Advanced Topics > Formal Verification
Mi-Cho-Coq
Last Updated: 30th June 2023
Introduction
The Mi-Cho-Coq library represents the bridge between Tezos smart contracts and formal proof in Coq.
The Mi-Cho-Coq library [2] is a formalization of the Michelson language [9] using the Coq interactive theorem prover [1].
In practice, the Mi-Cho-Coq library is used to produce a formal definition of a Michelson script (e.g. the "Modeling theorem" section). Each Michelson instruction has its equivalent in the Mi-Cho-Coq library (e.g. see the syntax subsection).
Content
The Mi-Cho-Coq library provides a formal definition (in Gallina) of the type system (Michelson types), the syntax (instructions of the Michelson), the semantics (evaluator) and the lexing and parsing (for type-checking).
It is recommended to have notions of Language theory in order to understand the following Mi-Cho-Coq definition (grammar rules).
Type system
The type system consists of the definition of types (comparable types and non-comparable ones).
Inductive simple_comparable_type : Set := | string | nat | int | bytes ... Inductive comparable_type : Set := | Comparable_type_simple : simple_comparable_type -> comparable_type | Cpair : simple_comparable_type -> comparable_type -> comparable_type. Inductive type : Set := | Comparable_type (_ : simple_comparable_type) | key | unit | signature | option (a : type) | list (a : type) | set (a : comparable_type) | contract (a : type) | operation | pair (a : type) (b : type) | or (a : type) (_ : annot_o) (b : type) (_ : annot_o) | lambda (a b : type) | map (k : comparable_type) (v : type) | big_map (k : comparable_type) (v : type) | chain_id.
Syntax
The **syntax and typing of Michelson instructions are formalized as a dependent inductive type to rule out ill-typed instructions.
Inductive instruction : forall (self_type : Datatypes.option type) (tail_fail_flag : Datatypes.bool) (A B : Datatypes.list type), Set := | NOOP {A} : instruction A A | FAILWITH {A B a} : instruction (a ::: A) B | SEQ {A B C} : instruction A B -> instruction B C -> instruction A C | IF_ {A B} : instruction A B -> instruction A B -> instruction (bool ::: A) B | LOOP {A} : instruction A (bool ::: A) -> instruction (bool ::: A) A ...
Notice that the inductive type instruction
defines typing rules for each instruction (SEQ
, IF
, LOOP
, ...).
Semantics
The semantics of types is defined by interpreting them with predefined Coq types (e.g. int -> Z, nat -> N, mutez -> int63).
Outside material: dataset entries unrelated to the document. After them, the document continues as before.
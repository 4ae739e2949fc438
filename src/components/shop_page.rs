//! Shop Page Component
//!
//! Category filter bar and product grid.

use leptos::prelude::*;
use leptos::task::spawn_local;

use crate::api;
use crate::components::ProductCard;
use crate::context::{use_app_context, View};
use crate::store::{use_app_store, AppStateStoreFields};

#[component]
pub fn ShopPage(category: Option<String>) -> impl IntoView {
    let ctx = use_app_context();
    let store = use_app_store();
    let (loading, set_loading) = signal(true);
    let active = category.clone();

    // Categories change rarely; load once per visit
    spawn_local(async move {
        match api::list_categories().await {
            Ok(categories) => *store.categories().write() = categories,
            Err(e) => log::warn!("shop: categories failed: {}", e),
        }
    });

    spawn_local(async move {
        match api::list_products(category.as_deref()).await {
            Ok(products) => {
                *store.products().write() = products;
                *store.catalog_error().write() = None;
            }
            Err(e) => {
                log::error!("shop: products failed: {}", e);
                *store.catalog_error().write() = Some(e);
            }
        }
        set_loading.set(false);
    });

    let all_active = active.is_none();

    view! {
        <section class="shop">
            <nav class="category-bar">
                <button
                    class="chip"
                    class:active=all_active
                    on:click=move |_| ctx.navigate(View::home())
                >
                    "All"
                </button>
                <For
                    each=move || store.categories().get()
                    key=|c| c.id.clone()
                    children=move |c| {
                        let is_active = active.as_deref() == Some(c.id.as_str());
                        let id = c.id.clone();
                        view! {
                            <button
                                class="chip"
                                class:active=is_active
                                on:click=move |_| ctx.navigate(View::Shop { category: Some(id.clone()) })
                            >
                                {c.name}
                            </button>
                        }
                    }
                />
            </nav>

            {move || store.catalog_error().get().map(|e| view! { <p class="error">{e}</p> })}

            <Show when=move || !loading.get() fallback=|| view! { <p class="loading">"Loading..."</p> }>
                <Show
                    when=move || !store.products().read().is_empty()
                    fallback=|| view! { <p class="empty">"No products here yet."</p> }
                >
                    <div class="product-grid">
                        <For
                            each=move || store.products().get()
                            key=|p| p.id.clone()
                            children=|p| view! { <ProductCard product=p /> }
                        />
                    </div>
                </Show>
            </Show>
        </section>
    }
}
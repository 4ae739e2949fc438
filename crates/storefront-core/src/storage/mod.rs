//! Storage Layer
//!
//! Key/value abstraction over browser local and session storage.
//! The UI provides the `web_sys::Storage` implementation; tests use `MemoryStore`.

mod memory;
mod traits;

pub use memory::MemoryStore;
pub use traits::{load_json, save_json, KeyValueStore, StoreError, StoreResult};

/// Local storage: JSON array of cart items
pub const CART_KEY: &str = "cart";
/// Local storage: current attribution touchpoint
pub const ATTRIBUTION_KEY: &str = "attribution_data";
/// Local storage: cross-session customer journey
pub const JOURNEY_KEY: &str = "customer_journey";
/// Session storage: active session
pub const SESSION_KEY: &str = "session_data";
/// Session storage: in-progress checkout, survives a sign-in redirect
pub const CHECKOUT_STATE_KEY: &str = "checkout_state";
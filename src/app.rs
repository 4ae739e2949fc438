//! Storefront App
//!
//! Root component: header, current page and the shared context/store.

use leptos::prelude::*;
use reactive_stores::Store;

use crate::browser;
use crate::components::{
    AdminCategoriesPage, AdminProductsPage, CartPage, CheckoutPage, CustomizePage, EnhancedCheckoutPage, Header,
    OrderPlacedPage, ProductDetail, ShopPage, TrackOrderPage,
};
use crate::context::{AppContext, View};
use crate::store::{store_set_cart, AppState};
use crate::tracking;

#[component]
pub fn App() -> impl IntoView {
    let page = browser::current_page();
    let initial = if page.query_params().contains_key("token") {
        View::TrackOrder
    } else {
        View::from_path(&page.path())
    };

    let (view, set_view) = signal(initial);
    let cart = tracking::cart();
    let (cart_count, set_cart_count) = signal(cart.item_count());

    let store = Store::new(AppState {
        cart: cart.load(),
        ..Default::default()
    });

    // Provide context to all children
    provide_context(AppContext::new((view, set_view), cart_count));
    provide_context(store);

    // Any tab-local cart write fires `cartUpdated`
    browser::on_cart_updated(move |count| {
        set_cart_count.set(count);
        store_set_cart(&store, tracking::cart().load());
    });

    view! {
        <div class="storefront">
            <Header />
            <main class="page">
                {move || match view.get() {
                    View::Shop { category } => view! { <ShopPage category=category /> }.into_any(),
                    View::Product(id) => view! { <ProductDetail product_id=id /> }.into_any(),
                    View::Cart => view! { <CartPage /> }.into_any(),
                    View::Checkout => view! { <CheckoutPage /> }.into_any(),
                    View::EnhancedCheckout => view! { <EnhancedCheckoutPage /> }.into_any(),
                    View::Customize(product_id) => view! { <CustomizePage product_id=product_id /> }.into_any(),
                    View::TrackOrder => view! { <TrackOrderPage /> }.into_any(),
                    View::OrderPlaced { order_number, pin } => {
                        view! { <OrderPlacedPage order_number=order_number pin=pin /> }.into_any()
                    }
                    View::AdminProducts => view! { <AdminProductsPage /> }.into_any(),
                    View::AdminCategories => view! { <AdminCategoriesPage /> }.into_any(),
                }}
            </main>
            <footer class="site-footer">
                <span>"Otaku Threads · Printed in India"</span>
            </footer>
        </div>
    }
}
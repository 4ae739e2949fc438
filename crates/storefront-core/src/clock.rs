//! Time source for session expiry and attribution windows.

use std::cell::Cell;

use chrono::{DateTime, Duration, Utc};

pub trait Clock {
    fn now(&self) -> DateTime<Utc>;
}

/// Wall clock (`Date.now()` on wasm32)
#[derive(Debug, Clone, Copy, Default)]
pub struct SystemClock;

impl Clock for SystemClock {
    fn now(&self) -> DateTime<Utc> {
        Utc::now()
    }
}

/// Hand-driven clock for tests and replay
#[derive(Debug, Clone)]
pub struct ManualClock {
    now: Cell<DateTime<Utc>>,
}

impl ManualClock {
    pub fn new(start: DateTime<Utc>) -> Self {
        Self { now: Cell::new(start) }
    }

    pub fn advance(&self, by: Duration) {
        self.now.set(self.now.get() + by);
    }

    pub fn set(&self, to: DateTime<Utc>) {
        self.now.set(to);
    }
}

impl Clock for ManualClock {
    fn now(&self) -> DateTime<Utc> {
        self.now.get()
    }
}

impl<T: Clock + ?Sized> Clock for &T {
    fn now(&self) -> DateTime<Utc> {
        (**self).now()
    }
}
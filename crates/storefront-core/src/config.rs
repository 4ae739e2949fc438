//! Storefront Configuration

use std::convert::Infallible;
use std::str::FromStr;

use serde::{Deserialize, Serialize};

/// Which touchpoint keeps the credit for a conversion
#[derive(Debug, Clone, Copy, PartialEq, Eq, Serialize, Deserialize, Default)]
#[serde(rename_all = "snake_case")]
pub enum AttributionModel {
    FirstClick,
    #[default]
    LastClick,
}

impl AttributionModel {
    pub fn as_str(&self) -> &'static str {
        match self {
            AttributionModel::FirstClick => "first_click",
            AttributionModel::LastClick => "last_click",
        }
    }
}

/// Anything other than `first_click` overwrites with the newest touchpoint
impl FromStr for AttributionModel {
    type Err = Infallible;

    fn from_str(s: &str) -> Result<Self, Self::Err> {
        Ok(match s.trim() {
            "first_click" | "first-click" | "first" => AttributionModel::FirstClick,
            _ => AttributionModel::LastClick,
        })
    }
}

/// Attribution, session and ad-vendor settings
#[derive(Debug, Clone, PartialEq, Serialize, Deserialize)]
#[serde(default)]
pub struct TrackingConfig {
    /// Days a captured touchpoint stays eligible for credit
    pub attribution_window_days: i64,
    pub attribution_model: AttributionModel,
    /// Maximum session age before a new one starts
    pub session_timeout_minutes: i64,
    pub meta_pixel_id: Option<String>,
    pub ga4_measurement_id: Option<String>,
    /// Google Ads account, e.g. `AW-123456789`
    pub google_ads_id: Option<String>,
    pub google_ads_purchase_label: Option<String>,
}

impl Default for TrackingConfig {
    fn default() -> Self {
        Self {
            attribution_window_days: 30,
            attribution_model: AttributionModel::LastClick,
            session_timeout_minutes: 30,
            meta_pixel_id: None,
            ga4_measurement_id: None,
            google_ads_id: None,
            google_ads_purchase_label: None,
        }
    }
}

impl TrackingConfig {
    /// `send_to` target for Google Ads purchase conversions
    pub fn google_ads_purchase_target(&self) -> Option<String> {
        match (&self.google_ads_id, &self.google_ads_purchase_label) {
            (Some(id), Some(label)) if !id.is_empty() && !label.is_empty() => Some(format!("{}/{}", id, label)),
            _ => None,
        }
    }
}

#[derive(Debug, Clone, PartialEq, Serialize, Deserialize)]
#[serde(default)]
pub struct StorefrontConfig {
    pub api_base_url: String,
    pub currency: String,
    /// Orders at or above this subtotal ship free
    pub free_shipping_threshold: f64,
    /// Standard courier charge when no rate quote is chosen
    pub flat_shipping_rate: f64,
    /// Simulated payments and order placement
    pub test_mode: bool,
    pub tracking: TrackingConfig,
}

impl Default for StorefrontConfig {
    fn default() -> Self {
        Self {
            api_base_url: "/api".to_string(),
            currency: "INR".to_string(),
            free_shipping_threshold: 999.0,
            flat_shipping_rate: 79.0,
            test_mode: false,
            tracking: TrackingConfig::default(),
        }
    }
}

#[cfg(test)]
mod tests {
    use super::*;

    #[test]
    fn test_unknown_model_overwrites() {
        assert_eq!("first_click".parse::<AttributionModel>(), Ok(AttributionModel::FirstClick));
        assert_eq!(" first-click ".parse::<AttributionModel>(), Ok(AttributionModel::FirstClick));
        assert_eq!("linear".parse::<AttributionModel>(), Ok(AttributionModel::LastClick));
    }

    #[test]
    fn test_partial_config_fills_defaults() {
        let cfg: StorefrontConfig = serde_json::from_str(r#"{"test_mode":true,"tracking":{"attribution_model":"first_click"}}"#).unwrap();
        assert!(cfg.test_mode);
        assert_eq!(cfg.tracking.attribution_model, AttributionModel::FirstClick);
        assert_eq!(cfg.tracking.session_timeout_minutes, 30);
        assert_eq!(cfg.currency, "INR");
    }

    #[test]
    fn test_google_ads_target() {
        let mut cfg = TrackingConfig::default();
        assert_eq!(cfg.google_ads_purchase_target(), None);
        cfg.google_ads_id = Some("AW-1".into());
        cfg.google_ads_purchase_label = Some("abc".into());
        assert_eq!(cfg.google_ads_purchase_target().as_deref(), Some("AW-1/abc"));
    }
}
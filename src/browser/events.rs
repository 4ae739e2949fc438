//! Cart change notification over a DOM custom event.

use storefront_core::{CartItem, CartNotifier};
use wasm_bindgen::prelude::*;

pub const CART_UPDATED_EVENT: &str = "cartUpdated";

/// Fires `cartUpdated` on `window` (detail = item count) and chimes on add
#[derive(Debug, Clone, Copy, Default)]
pub struct DomCartNotifier;

impl CartNotifier for DomCartNotifier {
    fn cart_changed(&self, items: &[CartItem]) {
        let count: u32 = items.iter().map(|i| i.quantity).sum();
        if let Err(e) = dispatch(count) {
            log::warn!("cart: failed to dispatch {}: {:?}", CART_UPDATED_EVENT, e);
        }
    }

    fn item_added(&self, _item: &CartItem) {
        if let Err(e) = super::play_add_to_cart_tone() {
            log::debug!("cart: tone unavailable: {:?}", e);
        }
    }
}

fn dispatch(count: u32) -> Result<(), JsValue> {
    let window = web_sys::window().ok_or_else(|| JsValue::from_str("no window"))?;
    let init = web_sys::CustomEventInit::new();
    init.set_detail(&JsValue::from(count));
    let event = web_sys::CustomEvent::new_with_event_init_dict(CART_UPDATED_EVENT, &init)?;
    window.dispatch_event(&event)?;
    Ok(())
}

/// Listen for cart changes for the lifetime of the page
pub fn on_cart_updated(mut handler: impl FnMut(u32) + 'static) {
    let Some(window) = web_sys::window() else {
        return;
    };
    let cb = Closure::<dyn FnMut(web_sys::Event)>::new(move |ev: web_sys::Event| {
        let count = ev
            .dyn_ref::<web_sys::CustomEvent>()
            .and_then(|ce| ce.detail().as_f64())
            .unwrap_or(0.0);
        handler(count as u32);
    });
    if window
        .add_event_listener_with_callback(CART_UPDATED_EVENT, cb.as_ref().unchecked_ref())
        .is_ok()
    {
        cb.forget();
    }
}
The semantics of Michelson is defined by an evaluator eval
formalized as a Fixpoint.
Fixpoint eval {self_type} {tff} {env} {A : stack_type} {B : stack_type} (i : instruction self_type tff A B) (fuel : Datatypes.nat) {struct fuel} : stack A -> M (stack B) := match fuel with | O => fun SA => Failed _ Out_of_fuel | S n => match i, SA, env with | FAILWITH, (x, _), _ => Failed _ (Assertion_Failure _ x) | NOOP, SA, _ => Return SA | DUP, (x, SA), _ => Return (x, (x, SA)) | SWAP, (x, (y, SA)), _ => Return (y, (x, SA)) | PUSH a x, SA, _ => Return (concrete_data_to_data _ x, SA) | UNIT, SA, _ => Return (tt, SA) | LAMBDA a b code, SA, _ => Return (existT _ _ code, SA) | EQ, (x, SA), _ => Return ((x =? 0)%Z, SA) | NEQ, (x, SA), _ => Return (negb (x =? 0)%Z, SA) | LT, (x, SA), _ => Return ((x <? 0)%Z, SA) | SEQ B C, SA, env => let! r := eval env B n SA in eval env C n r | IF_ bt bf, (b, SA), env => if b then eval env bt n SA else eval env bf n SA | LOOP body, (b, SA), env => if b then eval env (body;; (LOOP body)) n SA else Return SA ...
Notice that the evaluator defines actions that must be performed for each type of instruction.
Since evaluating a Michelson instruction might fail (whereas Coq functions cannot), the return type of this evaluator is wrapped in an exception monad (handling errors such as overflow, lexing, parsing, fuel).
Coq forbids non-terminating functions, so we use a common Coq trick to define the evaluator on diverging instructions such as LOOP: we make the evaluator structurally recursive on an extra argument of type Datatypes.nat called the fuel of the evaluator.